Book Review: Take the Fall by Emily Hainsworth

Take The Fall by Emily Hainsworth
My rating: 3 of 5 stars
Publisher: Blazer + Bray


Summary:  Fear grips the residents of Hidden Falls the night Sonia Feldman and her best friend, Gretchen Meyer, are attacked in the woods. Sonia was lucky to escape with her life, but Gretchen’s body is discovered at the bottom of a waterfall. Beautiful, popular, and seemingly untouchable, Gretchen can’t be gone. Even as Sonia struggles with guilt and confusion over having survived, the whole town is looking to her for information…could she have seen something that will lead the police to the killer?

At the top of the list of suspects is Gretchen’s ex-boyfriend—and Sonia’s longtime enemy—Marcus Perez. So when Marcus comes to Sonia for help clearing his name, she agrees, hoping to find evidence the police need to prove he’s the killer. But as Gretchen’s many secrets emerge and the suspects add up, Sonia feels less sure of Marcus’s involvement, and more afraid for herself. Could Marcus, the artist, the screwup, the boy she might be falling for have attacked her? Killed her best friend? And if it wasn’t him in the woods that night…who could it have been?



I zipped through this one in less than a day so I can attest to it being a bit of a page turner. That's not to say that there weren't lulls that seemed a bit interminable as I was really in this for the mystery and not about the could-be-maybe-not-but-then-again-romance storyline that involved Sonia and dead BFF's ex-boyfriend, Marcus. From the start, I thought Sonia, who had poor recall of the incident with her attacker, may be an unreliable narrator and given the very things that were excluded from the police investigation, my suspicion of the murderer turned out to be correct. I read a lot of mysteries so this may be why but as this is a YA book, this is likely a good introduction to such a character and story for teens.

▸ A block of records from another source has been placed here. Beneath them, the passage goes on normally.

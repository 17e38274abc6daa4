//! HTTP POST delivery.
//!
//! Posts `{"recipient": ..., "message": ..., ...extra}` as JSON to a fixed
//! endpoint, optionally with a bearer token. A non-2xx status or a transport
//! failure is logged and reported as `None`; nothing is retried here.

use crate::config::HttpConfig;
use crate::message::RelayRecord;
use crate::relay::{DeliveryOutcome, DeliverySink};
use async_trait::async_trait;
use reqwest::StatusCode;
use serde_json::{Map, Value};
use std::time::Duration;
use tracing::{error, info};

pub struct HttpSender {
    client: reqwest::Client,
    url: String,
    auth_token: Option<String>,
    timeout: Duration,
    /// Fields merged into every request body.
    defaults: Map<String, Value>,
}

impl std::fmt::Debug for HttpSender {
    fn fmt(&self, f: &mut std::fmt::Formatter<'_>) -> std::fmt::Result {
        f.debug_struct("HttpSender")
            .field("url", &self.url)
            .field("auth", &self.auth_token.is_some())
            .field("timeout", &self.timeout)
            .finish()
    }
}

impl HttpSender {
    pub fn new(url: impl Into<String>, auth_token: Option<String>, timeout: Duration) -> Self {
        Self {
            client: reqwest::Client::new(),
            url: url.into(),
            auth_token: auth_token.filter(|t| !t.is_empty()),
            timeout,
            defaults: Map::new(),
        }
    }

    /// Build a sender from the `[http]` section. Returns `None` without a URL.
    pub fn from_config(config: &HttpConfig) -> Option<Self> {
        let url = config.url.as_ref()?;
        let mut sender = Self::new(url.clone(), config.auth_token.clone(), config.timeout());
        sender.defaults = config
            .extra
            .iter()
            .map(|(k, v)| (k.clone(), Value::String(v.clone())))
            .collect();
        Some(sender)
    }

    pub fn url(&self) -> &str {
        &self.url
    }

    /// JSON body for one message. Extra fields override the standard ones.
    pub fn body(&self, recipient: &str, message: &str, extra: &Map<String, Value>) -> Value {
        let mut data = self.defaults.clone();
        data.insert("recipient".into(), Value::String(recipient.to_string()));
        data.insert("message".into(), Value::String(message.to_string()));
        data.extend(extra.iter().map(|(k, v)| (k.clone(), v.clone())));
        Value::Object(data)
    }

    pub fn build_request(
        &self,
        recipient: &str,
        message: &str,
        extra: &Map<String, Value>,
    ) -> reqwest::Result<reqwest::Request> {
        let mut request = self
            .client
            .post(&self.url)
            .timeout(self.timeout)
            .json(&self.body(recipient, message, extra));
        if let Some(token) = &self.auth_token {
            request = request.bearer_auth(token);
        }
        request.build()
    }

    /// POST one message. Returns the status on success, `None` on any failure.
    pub async fn send_sms(
        &self,
        recipient: &str,
        message: &str,
        extra: &Map<String, Value>,
    ) -> Option<StatusCode> {
        let result = match self.build_request(recipient, message, extra) {
            Ok(request) => self.client.execute(request).await,
            Err(e) => Err(e),
        };

        match result.and_then(|resp| resp.error_for_status()) {
            Ok(resp) => {
                info!("SMS for {} posted to {}", recipient, self.url);
                Some(resp.status())
            }
            Err(e) => {
                error!("Failed to post SMS for {}: {}", recipient, e);
                None
            }
        }
    }
}

#[async_trait]
impl DeliverySink for HttpSender {
    fn name(&self) -> &str {
        "http"
    }

    async fn deliver(&self, record: &RelayRecord) -> DeliveryOutcome {
        let mut extra = Map::new();
        extra.insert("timestamp".into(), Value::from(record.timestamp));

        match self.send_sms(&record.sender, &record.body, &extra).await {
            Some(_) => DeliveryOutcome::Delivered {
                topic: self.url.clone(),
            },
            None => DeliveryOutcome::NotDelivered {
                reason: format!("POST to {} failed", self.url),
            },
        }
    }

    async fn shutdown(&self) {}
}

The real Gretchen postumously emerges in such a cascade of secrets and double crossing of nearly everyone, that she's more spectre than ever feeling like a real person. I felt that there was piling on to such an extent that it felt as if the author were trying to coerce sympathy for whomever killed Gretchen because they liberated everyone from this teen tyrant. Still, I raced through to the end with a quirked eyebrow daring the end to let the murderer off the hook. While the end leaves their fate unwritten, it's mostly understood that the price will be meted out by the justice system.

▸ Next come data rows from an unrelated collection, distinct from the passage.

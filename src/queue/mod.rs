//! Relay queue between ingestion and delivery.
//!
//! The queue is a named FIFO of opaque strings. Producers append whole
//! batches at once; consumers pop one entry at a time, blocking up to a
//! timeout. Ordering and atomicity come from the backing store.

pub mod memory;
pub mod redis;

pub use self::memory::MemoryQueue;
pub use self::redis::RedisQueue;

use crate::message::SmsMessage;
use async_trait::async_trait;
use std::time::Duration;
use thiserror::Error;

#[derive(Debug, Error)]
pub enum QueueError {
    #[error("Redis error: {0}")]
    Redis(#[from] ::redis::RedisError),

    #[error("Queue unavailable: {0}")]
    Unavailable(String),

    #[error("Failed to encode queue entry: {0}")]
    Codec(#[from] serde_json::Error),
}

/// Durable FIFO shared by the two relay loops.
#[cfg_attr(test, mockall::automock)]
#[async_trait]
pub trait RelayQueue: Send + Sync {
    /// Append `items` in order as one atomic operation.
    ///
    /// Returns the queue length after the append.
    async fn append_batch(&self, queue: &str, items: &[String]) -> Result<u64, QueueError>;

    /// Remove and return the oldest entry.
    ///
    /// Waits up to `timeout` for one to appear; a zero timeout waits forever.
    async fn pop_blocking(&self, queue: &str, timeout: Duration)
        -> Result<Option<String>, QueueError>;
}

/// Serialize messages into queue entries, preserving order.
pub fn encode_batch(messages: &[SmsMessage]) -> Result<Vec<String>, QueueError> {
    messages
        .iter()
        .map(|m| m.to_record().encode().map_err(QueueError::from))
        .collect()
}
//! SMS Relay Library
//!
//! Store-and-forward gateway that reads inbound SMS from a cellular modem,
//! parks them in a Redis list and republishes them on an MQTT bus.
//!
//! # Modules
//!
//! - `port`: Port abstraction layer for serial communication
//! - `modem`: AT command session, list-reply parser and modem discovery
//! - `message`: Parsed SMS records and the queue wire format
//! - `queue`: Relay queue trait with Redis and in-memory backends
//! - `publisher`: MQTT publisher with background reconnection
//! - `relay`: Ingestion and delivery loops
//! - `http`: HTTP POST delivery (when `http-sender` feature is enabled)
//! - `gateway`: Wiring of the above into a running process
//! - `config`: Configuration management with TOML support
//! - `logging`: Tracing subscriber setup
//! - `error`: Top-level error handling

pub mod config;
pub mod error;
pub mod gateway;
pub mod logging;
pub mod message;
pub mod modem;
pub mod port;
pub mod publisher;
pub mod queue;
pub mod relay;

#[cfg(feature = "http-sender")]
pub mod http;

// Re-export commonly used types for convenience
pub use error::{GatewayError, GatewayResult};
pub use gateway::Gateway;
pub use message::{RecordStatus, RelayRecord, SmsMessage};
pub use modem::{ModemSession, PortProber, SessionState};
pub use port::{MockSerialPort, PortError, SerialPortAdapter, SyncSerialPort};
pub use publisher::{ConnectionState, Publisher};
pub use queue::{MemoryQueue, RedisQueue, RelayQueue};
pub use relay::{DeliveryFailurePolicy, DeliveryOutcome, DeliverySink};

// Re-export config types
pub use config::{Config, ConfigError, ConfigLoader, ConfigResult};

One criticism I'll highlight here is that while I'm a total fan of making an effort to include POC characters, this one read as though it were a diversity checklist for an ABC Family show all ticked off down the line and for me, rang hollow. Given the setting, this cloistered off woodland, micro town with no discernible industry to support it, seemed to have all the racial & ethnic diversity of a major North American city. It fought against the story setting's credibility. It felt like the names of characters were plugged in after the fact to make that diversity thing work or not just for the sake of having it done. I literally read and said to myself, "Well, everyone's been accounted for except our Korean Filipino or Japanese friend" and sure enough, a page later, he arrived. I wish I were exaggerating. Again, points for trying but this one misses the mark for finesse.

I would definitely recommend this to fans of Robin Wasserman's Seven Deadly Sins series as this reminded me of that (with regard to all the secrets & back-stabbing) as I finished.